* WHAT THE TASK REQUIRES *
Only one number is wanted here: how many lines of the data hold "Serialize".

━━━━━ RECORDED DATA

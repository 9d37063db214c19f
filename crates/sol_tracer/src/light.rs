//! Point lights.

use sol_math::{LinearColor, Vec3};
use serde::{Deserialize, Serialize};

/// An omnidirectional point light.
#[derive(Debug, Clone, Copy, PartialEq, Serialize, Deserialize)]
pub struct Light {
    pub position: Vec3,
    pub color: LinearColor,
    /// Base-10 exponent of the brightness. See [`Light::brightness`].
    pub intensity: f32,
}

impl Light {
    pub fn new(position: Vec3, color: LinearColor, intensity: f32) -> Self {
        Self {
            position,
            color,
            intensity,
        }
    }

    /// Effective brightness, `10^intensity`.
    ///
    /// A small change of `intensity` covers a large dynamic range.
    #[inline]
    pub fn brightness(&self) -> f32 {
        10f32.powf(self.intensity)
    }
}
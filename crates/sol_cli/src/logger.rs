use log::LevelFilter;

/// Initialize the logger with the given level.
///
/// `RUST_LOG`, when set, takes precedence over `level`.
pub fn init_logger(level: LevelFilter) {
    env_logger::Builder::new()
        .filter_level(level)
        .parse_default_env()
        .init();
}
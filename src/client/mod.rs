//! Postmark API client.
//!
//! Provides the main client interface for sending email and fetching bounce
//! dumps.

use std::sync::Arc;
use std::time::Duration;

use crate::auth::{AuthProvider, ServerTokenAuth};
use crate::config::{PostmarkConfig, PostmarkConfigBuilder};
use crate::errors::{PostmarkError, PostmarkResult};
use crate::services::{BounceService, EmailService};
use crate::transport::{HttpTransport, HttpTransportImpl};

/// The main Postmark client.
///
/// # Example
///
/// ```rust,no_run
/// use postmark_client::{Message, PostmarkClient};
///
/// #[tokio::main]
/// async fn main() -> Result<(), Box<dyn std::error::Error>> {
///     let client = PostmarkClient::builder()
///         .api_key("your-server-token")
///         .default_sender("noreply@example.com")
///         .build()?;
///
///     let message = Message::builder()
///         .to("receiver@example.com")
///         .subject("Hello")
///         .text_body("Hello from Postmark")
///         .build();
///
///     let response = client.emails().send(&message).await?;
///     println!("{:?}", response.message_id);
///     Ok(())
/// }
/// ```
pub struct PostmarkClient {
    config: PostmarkConfig,
    email_service: EmailService,
    bounce_service: BounceService,
}

impl PostmarkClient {
    /// Creates a new client builder.
    pub fn builder() -> PostmarkClientBuilder {
        PostmarkClientBuilder::new()
    }

    /// Creates a client from environment variables.
    ///
    /// See [`PostmarkConfig::from_env`] for the variables read.
    pub fn from_env() -> PostmarkResult<Self> {
        let config = PostmarkConfig::from_env()?;
        PostmarkClientBuilder::from_config(config).build()
    }

    /// Creates a client from a server API token.
    pub fn from_api_key(api_key: impl Into<String>) -> PostmarkResult<Self> {
        PostmarkClientBuilder::new().api_key(api_key).build()
    }

    /// Returns the email service.
    pub fn emails(&self) -> &EmailService {
        &self.email_service
    }

    /// Returns the bounce service.
    pub fn bounces(&self) -> &BounceService {
        &self.bounce_service
    }

    /// Returns the configuration.
    pub fn config(&self) -> &PostmarkConfig {
        &self.config
    }
}

impl std::fmt::Debug for PostmarkClient {
    fn fmt(&self, f: &mut std::fmt::Formatter<'_>) -> std::fmt::Result {
        f.debug_struct("PostmarkClient")
            .field("config", &self.config)
            .finish()
    }
}

/// Builder for the Postmark client.
pub struct PostmarkClientBuilder {
    config_builder: PostmarkConfigBuilder,
    transport: Option<Arc<dyn HttpTransport>>,
    auth: Option<Arc<dyn AuthProvider>>,
}

impl PostmarkClientBuilder {
    /// Creates a new client builder.
    pub fn new() -> Self {
        Self {
            config_builder: PostmarkConfigBuilder::new(),
            transport: None,
            auth: None,
        }
    }

    /// Creates a builder from an existing configuration.
    pub fn from_config(config: PostmarkConfig) -> Self {
        let mut config_builder = PostmarkConfigBuilder::new()
            .api_key(config.api_key())
            .base_url(&config.base_url)
            .timeout(config.timeout)
            .track_opens(config.track_opens)
            .return_message_id(config.return_message_id);

        if let Some(sender) = config.default_sender {
            config_builder = config_builder.default_sender(sender);
        }

        Self {
            config_builder,
            transport: None,
            auth: None,
        }
    }

    /// Sets the server API token.
    pub fn api_key(mut self, api_key: impl Into<String>) -> Self {
        self.config_builder = self.config_builder.api_key(api_key);
        self
    }

    /// Sets the base URL.
    pub fn base_url(mut self, base_url: impl Into<String>) -> Self {
        self.config_builder = self.config_builder.base_url(base_url);
        self
    }

    /// Sets the request timeout.
    pub fn timeout(mut self, timeout: Duration) -> Self {
        self.config_builder = self.config_builder.timeout(timeout);
        self
    }

    /// Sets the default sender address.
    pub fn default_sender(mut self, sender: impl Into<String>) -> Self {
        self.config_builder = self.config_builder.default_sender(sender);
        self
    }

    /// Sets the default open-tracking flag.
    pub fn track_opens(mut self, track_opens: bool) -> Self {
        self.config_builder = self.config_builder.track_opens(track_opens);
        self
    }

    /// Makes the mail backend return message ids instead of a count.
    pub fn return_message_id(mut self, enabled: bool) -> Self {
        self.config_builder = self.config_builder.return_message_id(enabled);
        self
    }

    /// Sets a custom transport.
    pub fn transport(mut self, transport: Arc<dyn HttpTransport>) -> Self {
        self.transport = Some(transport);
        self
    }

    /// Sets a custom auth provider.
    pub fn auth(mut self, auth: Arc<dyn AuthProvider>) -> Self {
        self.auth = Some(auth);
        self
    }

    /// Builds the client.
    pub fn build(self) -> PostmarkResult<PostmarkClient> {
        let config = self.config_builder.build()?;

        let transport: Arc<dyn HttpTransport> = match self.transport {
            Some(t) => t,
            None => Arc::new(
                HttpTransportImpl::new(&config.base_url, config.timeout).map_err(|e| {
                    PostmarkError::Configuration {
                        message: e.to_string(),
                    }
                })?,
            ),
        };

        let auth: Arc<dyn AuthProvider> = match self.auth {
            Some(a) => a,
            None => Arc::new(ServerTokenAuth::from_string(config.api_key())),
        };
        auth.validate()?;

        let email_service = EmailService::new(
            Arc::clone(&transport),
            Arc::clone(&auth),
            config.message_defaults(),
        );
        let bounce_service = BounceService::new(transport, auth);

        tracing::debug!(
            base_url = %config.base_url,
            api_key = %config.api_key_hint(),
            "Postmark client created"
        );

        Ok(PostmarkClient {
            config,
            email_service,
            bounce_service,
        })
    }
}

impl Default for PostmarkClientBuilder {
    fn default() -> Self {
        Self::new()
    }
}
//! HTTP transport layer for the Postmark client.
//!
//! Provides the transport abstraction the services talk to, and a reqwest
//! implementation of it. Every call issues exactly one request.

mod http;

pub use http::{HttpMethod, HttpRequest, HttpResponse, HttpTransport, HttpTransportImpl};

use std::time::Duration;

/// Transport error types.
#[derive(Debug, thiserror::Error)]
pub enum TransportError {
    /// Connection error.
    #[error("Connection error: {message}")]
    Connection {
        /// Error message.
        message: String,
    },

    /// Timeout error.
    #[error("Timeout after {timeout:?}")]
    Timeout {
        /// Timeout duration.
        timeout: Duration,
    },

    /// Invalid response.
    #[error("Invalid response: {message}")]
    InvalidResponse {
        /// Error message.
        message: String,
    },
}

━━━━━━━━━━

* OUTPUT OF THE TASK *
2